__Task directions__: Take the records below and set them down exactly, so that every line matches the original.

START Records shown

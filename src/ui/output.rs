//! ui::output
//!
//! Verbosity-aware diagnostics.
//!
//! # Streams
//!
//! Command results (values, trees, JSON) are printed by the command itself
//! on stdout and are never suppressed. Everything else goes through this
//! module:
//!
//! | Level     | Stream | Prefix     | Shown when          |
//! |-----------|--------|------------|---------------------|
//! | `Debug`   | stderr | `[debug] ` | `--debug`           |
//! | `Warning` | stderr | `warning: `| not `--quiet`       |
//! | `Error`   | stderr | `error: `  | always              |
//! | `Status`  | stdout | none       | not `--quiet`       |

use std::fmt::Display;

/// Output verbosity level.
#[derive(Debug, Clone, Copy, PartialEq, Eq, Default)]
pub enum Verbosity {
    /// Results and errors only
    Quiet,
    /// Results, status lines, warnings and errors
    #[default]
    Normal,
    /// Everything, including `[debug]` lines
    Debug,
}

impl Verbosity {
    /// Create verbosity from flags. `--quiet` wins over `--debug`.
    pub fn from_flags(quiet: bool, debug: bool) -> Self {
        match (quiet, debug) {
            (true, _) => Verbosity::Quiet,
            (false, true) => Verbosity::Debug,
            (false, false) => Verbosity::Normal,
        }
    }
}

/// Kind of diagnostic line.
#[derive(Debug, Clone, Copy, PartialEq, Eq)]
pub enum Level {
    Debug,
    Warning,
    Error,
    Status,
}

impl Level {
    fn prefix(self) -> &'static str {
        match self {
            Level::Debug => "[debug] ",
            Level::Warning => "warning: ",
            Level::Error => "error: ",
            Level::Status => "",
        }
    }

    fn enabled(self, verbosity: Verbosity) -> bool {
        match self {
            Level::Debug => verbosity == Verbosity::Debug,
            Level::Warning | Level::Status => verbosity != Verbosity::Quiet,
            Level::Error => true,
        }
    }
}

/// The line `level` would print at `verbosity`, or `None` if suppressed.
pub fn format_line(level: Level, message: impl Display, verbosity: Verbosity) -> Option<String> {
    level
        .enabled(verbosity)
        .then(|| format!("{}{}", level.prefix(), message))
}

fn emit(level: Level, message: impl Display, verbosity: Verbosity) {
    if let Some(line) = format_line(level, message, verbosity) {
        match level {
            Level::Status => println!("{}", line),
            _ => eprintln!("{}", line),
        }
    }
}

/// Print a debug message (only in debug mode).
pub fn debug(message: impl Display, verbosity: Verbosity) {
    emit(Level::Debug, message, verbosity);
}

/// Print an error message (always shown).
pub fn error(message: impl Display) {
    emit(Level::Error, message, Verbosity::Quiet);
}

/// Print a warning message (respects quiet mode).
pub fn warn(message: impl Display, verbosity: Verbosity) {
    emit(Level::Warning, message, verbosity);
}

/// Print a status line on stdout (respects quiet mode).
pub fn success(message: impl Display, verbosity: Verbosity) {
    emit(Level::Status, message, verbosity);
}

/// Join the display forms of `items` with `separator`.
pub fn format_list<T: Display>(items: &[T], separator: &str) -> String {
    items
        .iter()
        .map(ToString::to_string)
        .collect::<Vec<_>>()
        .join(separator)
}
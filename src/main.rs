use std::process::ExitCode;

use hierarchy_builder::cli;
use hierarchy_builder::ui::output;

fn main() -> ExitCode {
    match cli::run() {
        Ok(()) => ExitCode::SUCCESS,
        Err(err) => {
            output::error(format!("{:#}", err));
            ExitCode::FAILURE
        }
    }
}
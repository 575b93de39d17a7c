//! Architecture enforcement tests.
//!
//! The crate is layered `cli -> core` and `cli -> ui -> core`. These tests
//! read the source tree and fail if a lower layer reaches up.
//!
//! # Test Categories
//!
//! 1. **Core Purity** - `core` must not depend on `cli`, `ui` or clap, and
//!    must not print
//! 2. **UI Independence** - `ui` must not depend on `cli`
//! 3. **Command Output** - commands report diagnostics through `ui::output`
//! 4. **Command Registration** - every command file is declared in `mod.rs`

use std::fs;
use std::path::{Path, PathBuf};

/// Collect every `.rs` file under `dir`, recursively.
fn rust_files(dir: &Path) -> Vec<PathBuf> {
    let mut files = Vec::new();
    for entry in fs::read_dir(dir).unwrap_or_else(|_| panic!("Failed to read {}", dir.display())) {
        let path = entry.expect("Failed to read entry").path();
        if path.is_dir() {
            files.extend(rust_files(&path));
        } else if path.extension().map(|e| e == "rs").unwrap_or(false) {
            files.push(path);
        }
    }
    files.sort();
    files
}

/// Source lines with comments and the test module stripped.
///
/// Doc examples may legitimately print, and test modules may use anything.
fn code_lines(path: &Path) -> Vec<(usize, String)> {
    let content =
        fs::read_to_string(path).unwrap_or_else(|_| panic!("Failed to read {}", path.display()));
    content
        .lines()
        .enumerate()
        .take_while(|(_, line)| !line.trim_start().starts_with("#[cfg(test)]"))
        .filter(|(_, line)| !line.trim_start().starts_with("//"))
        .map(|(i, line)| (i + 1, line.to_string()))
        .collect()
}

/// Report every line under `dir` containing one of `forbidden`.
fn find_violations(dir: &str, forbidden: &[&str]) -> Vec<String> {
    let mut violations = Vec::new();
    for path in rust_files(Path::new(dir)) {
        for (line_no, line) in code_lines(&path) {
            for pattern in forbidden {
                if line.contains(pattern) {
                    violations.push(format!(
                        "{}:{}: uses `{}`",
                        path.display(),
                        line_no,
                        pattern
                    ));
                }
            }
        }
    }
    violations
}

// =============================================================================
// Layering
// =============================================================================

/// `core` is pure: no CLI, no rendering, no direct output.
#[test]
fn core_does_not_reach_up() {
    let violations = find_violations(
        "src/core",
        &["crate::cli", "crate::ui", "clap", "println!", "eprintln!", "print!("],
    );

    assert!(
        violations.is_empty(),
        "Architecture violations found:\n  {}",
        violations.join("\n  ")
    );
}

/// `ui` may use `core` types but never the CLI layer.
#[test]
fn ui_does_not_depend_on_cli() {
    let violations = find_violations("src/ui", &["crate::cli", "clap"]);

    assert!(
        violations.is_empty(),
        "Architecture violations found:\n  {}",
        violations.join("\n  ")
    );
}

// =============================================================================
// Commands
// =============================================================================

/// Commands print results to stdout but route diagnostics through
/// `ui::output` so `--quiet` and `--debug` are honoured.
#[test]
fn commands_do_not_write_stderr_directly() {
    let violations = find_violations("src/cli/commands", &["eprintln!", "eprint!("]);

    assert!(
        violations.is_empty(),
        "Commands must use ui::output for diagnostics:\n  {}",
        violations.join("\n  ")
    );
}

/// Every command file is declared in `commands/mod.rs`.
#[test]
fn every_command_is_registered() {
    let mod_rs = fs::read_to_string("src/cli/commands/mod.rs").expect("Failed to read mod.rs");

    let mut missing = Vec::new();
    for path in rust_files(Path::new("src/cli/commands")) {
        let stem = path.file_stem().and_then(|s| s.to_str()).unwrap_or_default();
        if stem == "mod" {
            continue;
        }
        if !mod_rs.contains(&format!("mod {};", stem)) {
            missing.push(stem.to_string());
        }
    }

    assert!(
        missing.is_empty(),
        "Command files not declared in commands/mod.rs: {:?}",
        missing
    );
}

END Records shown

__Your solution__:
filename src/ui/output.rs
//! ui::output
//!
//! Verbosity-aware diagnostics.
//!
//! # Streams
//!
//! Command results (values, trees, JSON) are printed by the command itself
//! on stdout and are never suppressed. Everything else goes through this
//! module:
//!
//! | Level     | Stream | Prefix     | Shown when          |
//! |-----------|--------|------------|---------------------|
//! | `Debug`   | stderr | `[debug] ` | `--debug`           |
//! | `Warning` | stderr | `warning: `| not `--quiet`       |
//! | `Error`   | stderr | `error: `  | always              |
//! | `Status`  | stdout | none       | not `--quiet`       |

use std::fmt::Display;

/// Output verbosity level.
#[derive(Debug, Clone, Copy, PartialEq, Eq, Default)]
pub enum Verbosity {
    /// Results and errors only
    Quiet,
    /// Results, status lines, warnings and errors
    #[default]
    Normal,
    /// Everything, including `[debug]` lines
    Debug,
}

impl Verbosity {
    /// Create verbosity from flags. `--quiet` wins over `--debug`.
    pub fn from_flags(quiet: bool, debug: bool) -> Self {
        match (quiet, debug) {
            (true, _) => Verbosity::Quiet,
            (false, true) => Verbosity::Debug,
            (false, false) => Verbosity::Normal,
        }
    }
}

/// Kind of diagnostic line.
#[derive(Debug, Clone, Copy, PartialEq, Eq)]
pub enum Level {
    Debug,
    Warning,
    Error,
    Status,
}

impl Level {
    fn prefix(self) -> &'static str {
        match self {
            Level::Debug => "[debug] ",
            Level::Warning => "warning: ",
            Level::Error => "error: ",
            Level::Status => "",
        }
    }

    fn enabled(self, verbosity: Verbosity) -> bool {
        match self {
            Level::Debug => verbosity == Verbosity::Debug,
            Level::Warning | Level::Status => verbosity != Verbosity::Quiet,
            Level::Error => true,
        }
    }
}

/// The line `level` would print at `verbosity`, or `None` if suppressed.
pub fn format_line(level: Level, message: impl Display, verbosity: Verbosity) -> Option<String> {
    level
        .enabled(verbosity)
        .then(|| format!("{}{}", level.prefix(), message))
}

fn emit(level: Level, message: impl Display, verbosity: Verbosity) {
    if let Some(line) = format_line(level, message, verbosity) {
        match level {
            Level::Status => println!("{}", line),
            _ => eprintln!("{}", line),
        }
    }
}

/// Print a debug message (only in debug mode).
pub fn debug(message: impl Display, verbosity: Verbosity) {
    emit(Level::Debug, message, verbosity);
}

/// Print an error message (always shown).
pub fn error(message: impl Display) {
    emit(Level::Error, message, Verbosity::Quiet);
}

/// Print a warning message (respects quiet mode).
pub fn warn(message: impl Display, verbosity: Verbosity) {
    emit(Level::Warning, message, verbosity);
}

/// Print a status line on stdout (respects quiet mode).
pub fn success(message: impl Display, verbosity: Verbosity) {
    emit(Level::Status, message, verbosity);
}

/// Join the display forms of `items` with `separator`.
pub fn format_list<T: Display>(items: &[T], separator: &str) -> String {
    items
        .iter()
        .map(ToString::to_string)
        .collect::<Vec<_>>()
        .join(separator)
}
filename src/main.rs
use std::process::ExitCode;

use hierarchy_builder::cli;
use hierarchy_builder::ui::output;

fn main() -> ExitCode {
    match cli::run() {
        Ok(()) => ExitCode::SUCCESS,
        Err(err) => {
            output::error(format!("{:#}", err));
            ExitCode::FAILURE
        }
    }
}
repository 575b93de39d17a7c
//! Architecture enforcement tests.
//!
//! The crate is layered `cli -> core` and `cli -> ui -> core`. These tests
//! read the source tree and fail if a lower layer reaches up.
//!
//! # Test Categories
//!
//! 1. **Core Purity** - `core` must not depend on `cli`, `ui` or clap, and
//!    must not print
//! 2. **UI Independence** - `ui` must not depend on `cli`
//! 3. **Command Output** - commands report diagnostics through `ui::output`
//! 4. **Command Registration** - every command file is declared in `mod.rs`

use std::fs;
use std::path::{Path, PathBuf};

/// Collect every `.rs` file under `dir`, recursively.
fn rust_files(dir: &Path) -> Vec<PathBuf> {
    let mut files = Vec::new();
    for entry in fs::read_dir(dir).unwrap_or_else(|_| panic!("Failed to read {}", dir.display())) {
        let path = entry.expect("Failed to read entry").path();
        if path.is_dir() {
            files.extend(rust_files(&path));
        } else if path.extension().map(|e| e == "rs").unwrap_or(false) {
            files.push(path);
        }
    }
    files.sort();
    files
}

/// Source lines with comments and the test module stripped.
///
/// Doc examples may legitimately print, and test modules may use anything.
fn code_lines(path: &Path) -> Vec<(usize, String)> {
    let content =
        fs::read_to_string(path).unwrap_or_else(|_| panic!("Failed to read {}", path.display()));
    content
        .lines()
        .enumerate()
        .take_while(|(_, line)| !line.trim_start().starts_with("#[cfg(test)]"))
        .filter(|(_, line)| !line.trim_start().starts_with("//"))
        .map(|(i, line)| (i + 1, line.to_string()))
        .collect()
}

/// Report every line under `dir` containing one of `forbidden`.
fn find_violations(dir: &str, forbidden: &[&str]) -> Vec<String> {
    let mut violations = Vec::new();
    for path in rust_files(Path::new(dir)) {
        for (line_no, line) in code_lines(&path) {
            for pattern in forbidden {
                if line.contains(pattern) {
                    violations.push(format!(
                        "{}:{}: uses `{}`",
                        path.display(),
                        line_no,
                        pattern
                    ));
                }
            }
        }
    }
    violations
}

// =============================================================================
// Layering
// =============================================================================

/// `core` is pure: no CLI, no rendering, no direct output.
#[test]
fn core_does_not_reach_up() {
    let violations = find_violations(
        "src/core",
        &["crate::cli", "crate::ui", "clap", "println!", "eprintln!", "print!("],
    );

    assert!(
        violations.is_empty(),
        "Architecture violations found:\n  {}",
        violations.join("\n  ")
    );
}

/// `ui` may use `core` types but never the CLI layer.
#[test]
fn ui_does_not_depend_on_cli() {
    let violations = find_violations("src/ui", &["crate::cli", "clap"]);

    assert!(
        violations.is_empty(),
        "Architecture violations found:\n  {}",
        violations.join("\n  ")
    );
}

// =============================================================================
// Commands
// =============================================================================

/// Commands print results to stdout but route diagnostics through
/// `ui::output` so `--quiet` and `--debug` are honoured.
#[test]
fn commands_do_not_write_stderr_directly() {
    let violations = find_violations("src/cli/commands", &["eprintln!", "eprint!("]);

    assert!(
        violations.is_empty(),
        "Commands must use ui::output for diagnostics:\n  {}",
        violations.join("\n  ")
    );
}

/// Every command file is declared in `commands/mod.rs`.
#[test]
fn every_command_is_registered() {
    let mod_rs = fs::read_to_string("src/cli/commands/mod.rs").expect("Failed to read mod.rs");

    let mut missing = Vec::new();
    for path in rust_files(Path::new("src/cli/commands")) {
        let stem = path.file_stem().and_then(|s| s.to_str()).unwrap_or_default();
        if stem == "mod" {
            continue;
        }
        if !mod_rs.contains(&format!("mod {};", stem)) {
            missing.push(stem.to_string());
        }
    }

    assert!(
        missing.is_empty(),
        "Command files not declared in commands/mod.rs: {:?}",
        missing
    );
}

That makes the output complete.